En el corazón de la constelación de Leo se encuentra la discreta pero interesante galaxia espiral NGC 3689, un sistema intermedio clasificado como SAB(rs)c, con una estructura en la que se insinúa una barra débil y brazos relativamente abiertos. Situada a una distancia del orden de 130–150 millones de años luz, su luz nos llega desde una época en la que la Tierra comenzaba a ver aparecer las primeras aves modernas. No es una galaxia especialmente brillante (magnitud visual ~12,3), pero sí lo bastante accesible para telescopios de aficionado bien equipados.
Su historia observacional se remonta a finales del siglo XVIII, cuando fue descubierta por William Herschel el 6 de abril de 1785, en plena era de los grandes barridos sistemáticos del cielo profundo. Herschel, sin saberlo, estaba catalogando una de las innumerables “islas universo” que más de un siglo después revelarían su verdadera naturaleza extragaláctica. Hoy sabemos además que NGC 3689 no es una galaxia aislada: presenta emisión en radio que se extiende más allá de su disco visible y cuenta con al menos un pequeño sistema de galaxias satélite, lo que sugiere una evolución dinámica activa dentro de su entorno local.
Como tantas galaxias espirales, NGC 3689 es también escenario de eventos transitorios de enorme energía. En ella se han registrado varias supernovas en los últimos años, testigos de la muerte de estrellas masivas o de sistemas binarios extremos. Entre ellas destaca la reciente SN 2026gwx, descubierta en marzo de 2026 por el Zwicky Transient Facility y que, tras una primera clasificación provisional, ha sido identificada como una supernova de tipo Ib, es decir, el colapso del núcleo de una estrella masiva que ha perdido previamente su envoltura de hidrógeno.

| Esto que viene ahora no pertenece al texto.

//! Position sizing: the smallest of the risk, position-cap, and cash legs.

use rust_decimal::prelude::ToPrimitive;
use rust_decimal::Decimal;
use tracing::debug;

use super::config::SizerConfig;
use crate::api::types::Balances;

pub struct PositionSizer {
    config: SizerConfig,
    /// Max position cost as percent of equity, shared with the risk gate
    max_position_pct: Decimal,
}

impl PositionSizer {
    pub fn new(config: SizerConfig, max_position_pct: Decimal) -> Self {
        Self {
            config,
            max_position_pct,
        }
    }

    /// Units (contracts or shares) to buy. 0 means "cannot enter".
    ///
    /// Each leg floors independently; the final size is the minimum of the
    /// three, never negative.
    pub fn size(
        &self,
        entry_price: Decimal,
        stop_price: Decimal,
        unit_cost: Decimal,
        balances: &Balances,
    ) -> u32 {
        let risk_per_unit = (entry_price - stop_price).abs();
        if risk_per_unit <= Decimal::ZERO || unit_cost <= Decimal::ZERO {
            return 0;
        }

        let risk_budget = (balances.equity * self.config.risk_pct / Decimal::ONE_HUNDRED)
            .min(self.config.hard_risk_cap);
        let by_risk = (risk_budget / risk_per_unit).floor();

        let position_budget = balances.equity * self.max_position_pct / Decimal::ONE_HUNDRED;
        let by_position_cap = (position_budget / unit_cost).floor();

        let free_cash = (balances.available_cash - self.config.cash_buffer).max(Decimal::ZERO);
        let by_cash = (free_cash / unit_cost).floor();

        let units = by_risk
            .min(by_position_cap)
            .min(by_cash)
            .max(Decimal::ZERO);

        debug!(%by_risk, %by_position_cap, %by_cash, %units, "position sized");
        units.to_u32().unwrap_or(0)
    }
}

#[cfg(test)]
mod tests {
    use super::*;
    use rust_decimal_macros::dec;

    fn balances(equity: Decimal, cash: Decimal) -> Balances {
        Balances {
            equity,
            available_cash: cash,
            is_margin_account: false,
        }
    }

    fn sizer(config: SizerConfig) -> PositionSizer {
        PositionSizer::new(config, dec!(50))
    }

    #[test]
    fn test_position_cap_binds() {
        // risk leg allows 60 (min(300, 150) / 2.50), the 50% position cap
        // allows only 50
        let s = sizer(SizerConfig {
            risk_pct: dec!(3),
            hard_risk_cap: dec!(150),
            cash_buffer: dec!(0),
        });
        let units = s.size(
            dec!(100),
            dec!(97.50),
            dec!(100),
            &balances(dec!(10000), dec!(10000)),
        );
        assert_eq!(units, 50);
    }

    #[test]
    fn test_small_account_cap_binds() {
        // risk leg 21/0.125 = 168, cash leg (600-100)/5 = 100,
        // position cap 350/5 = 70
        let s = sizer(SizerConfig {
            risk_pct: dec!(3),
            hard_risk_cap: dec!(150),
            cash_buffer: dec!(100),
        });
        let units = s.size(dec!(5.00), dec!(4.875), dec!(5.00), &balances(dec!(700), dec!(600)));
        assert_eq!(units, 70);
    }

    #[test]
    fn test_never_exceeds_any_leg() {
        let s = sizer(SizerConfig {
            risk_pct: dec!(3),
            hard_risk_cap: dec!(150),
            cash_buffer: dec!(100),
        });
        let b = balances(dec!(10000), dec!(2000));
        let entry = dec!(2.50);
        let stop = dec!(1.875);
        let unit_cost = dec!(250); // option contract

        let units = Decimal::from(s.size(entry, stop, unit_cost, &b));
        let by_risk = (dec!(150) / dec!(0.625)).floor();
        let by_cap = (dec!(5000) / unit_cost).floor();
        let by_cash = (dec!(1900) / unit_cost).floor();
        assert!(units <= by_risk && units <= by_cap && units <= by_cash);
        assert_eq!(units, dec!(7)); // cash leg binds
    }

    #[test]
    fn test_zero_when_stop_at_entry() {
        let s = sizer(SizerConfig::default());
        assert_eq!(
            s.size(dec!(2.50), dec!(2.50), dec!(250), &balances(dec!(10000), dec!(5000))),
            0
        );
    }

    #[test]
    fn test_zero_when_cash_below_buffer() {
        let s = sizer(SizerConfig {
            risk_pct: dec!(3),
            hard_risk_cap: dec!(150),
            cash_buffer: dec!(100),
        });
        assert_eq!(
            s.size(dec!(2.50), dec!(2.00), dec!(250), &balances(dec!(10000), dec!(80))),
            0
        );
    }
}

Este tipo de supernovas resulta especialmente interesante porque revela etapas avanzadas de evolución estelar en sistemas donde los vientos estelares o la interacción binaria han despojado a la estrella de sus capas externas. Lo que vemos en SN 2026gwx es, en esencia, el instante final de una estrella masiva que, tras millones de años de evolución, colapsa sobre sí misma y libera una enorme cantidad de energía en cuestión de días. Su brillo observado en estas semanas se mantiene en torno a la magnitud 16, con una evolución todavía lenta, lo que la convierte en un objetivo atractivo para el seguimiento fotométrico.
La supernova aparece como un punto estelar perfectamente integrado en el disco de la galaxia, casi discreto, pero con la importancia física de un evento capaz de eclipsar durante días la luminosidad combinada de miles de millones de estrellas. Este contraste entre apariencia y realidad es, probablemente, uno de los aspectos más fascinantes de la observación de supernovas: pequeñas “estrellas” que en realidad son cataclismos cósmicos a escala galáctica.